## WORK ITEM
Among the lines of the records below, copy those that hold the word "from".

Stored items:

- - - - -

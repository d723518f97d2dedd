//! Overlay and recording state types.

use std::fmt;

/// What the transient overlay is currently showing.
///
/// Only `Idle` and `Canceling` may be left without an explicit trigger; the
/// cancel timer hides the overlay from either of them. A hidden overlay
/// always reports `Idle`.
#[derive(Debug, Clone, Copy, PartialEq, Eq, Hash, Default)]
pub enum OverlayState {
    #[default]
    Idle,
    Recording,
    Processing,
    Transcribing,
    Canceling,
    Copied,
    SttEnabled,
    SttDisabled,
}

impl OverlayState {
    /// Whether the cancel timer may hide the overlay from this state.
    pub fn auto_hides(&self) -> bool {
        matches!(self, OverlayState::Idle | OverlayState::Canceling)
    }

    /// Default caption a rendering layer shows for this state.
    pub fn caption(&self) -> &'static str {
        match self {
            OverlayState::Idle => "",
            OverlayState::Recording => "Recording...",
            OverlayState::Processing => "Processing...",
            OverlayState::Transcribing => "Transcribing...",
            OverlayState::Canceling => "Cancelled",
            OverlayState::Copied => "Copied",
            OverlayState::SttEnabled => "STT Enabled",
            OverlayState::SttDisabled => "STT Disabled",
        }
    }
}

impl fmt::Display for OverlayState {
    fn fmt(&self, f: &mut fmt::Formatter<'_>) -> fmt::Result {
        let name = match self {
            OverlayState::Idle => "idle",
            OverlayState::Recording => "recording",
            OverlayState::Processing => "processing",
            OverlayState::Transcribing => "transcribing",
            OverlayState::Canceling => "canceling",
            OverlayState::Copied => "copied",
            OverlayState::SttEnabled => "stt_enable",
            OverlayState::SttDisabled => "stt_disable",
        };
        f.write_str(name)
    }
}

/// Whether audio is currently being recorded.
#[derive(Debug, Clone, Copy, PartialEq, Eq, Default)]
pub enum RecordingLifecycle {
    /// Not recording
    #[default]
    Idle,
    /// Actively recording audio
    Recording,
}

impl RecordingLifecycle {
    pub fn is_recording(&self) -> bool {
        matches!(self, RecordingLifecycle::Recording)
    }
}

#[cfg(test)]
mod tests {
    use super::*;

    #[test]
    fn test_only_idle_and_canceling_auto_hide() {
        let auto: Vec<_> = [
            OverlayState::Idle,
            OverlayState::Recording,
            OverlayState::Processing,
            OverlayState::Transcribing,
            OverlayState::Canceling,
            OverlayState::Copied,
            OverlayState::SttEnabled,
            OverlayState::SttDisabled,
        ]
        .into_iter()
        .filter(OverlayState::auto_hides)
        .collect();
        assert_eq!(auto, vec![OverlayState::Idle, OverlayState::Canceling]);
    }

    #[test]
    fn test_defaults() {
        assert_eq!(OverlayState::default(), OverlayState::Idle);
        assert!(!RecordingLifecycle::default().is_recording());
    }
}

- - - - -

## WRITTEN RESPONSE
/// cancel timer hides the overlay from either of them. A hidden overlay
    /// Whether the cancel timer may hide the overlay from this state.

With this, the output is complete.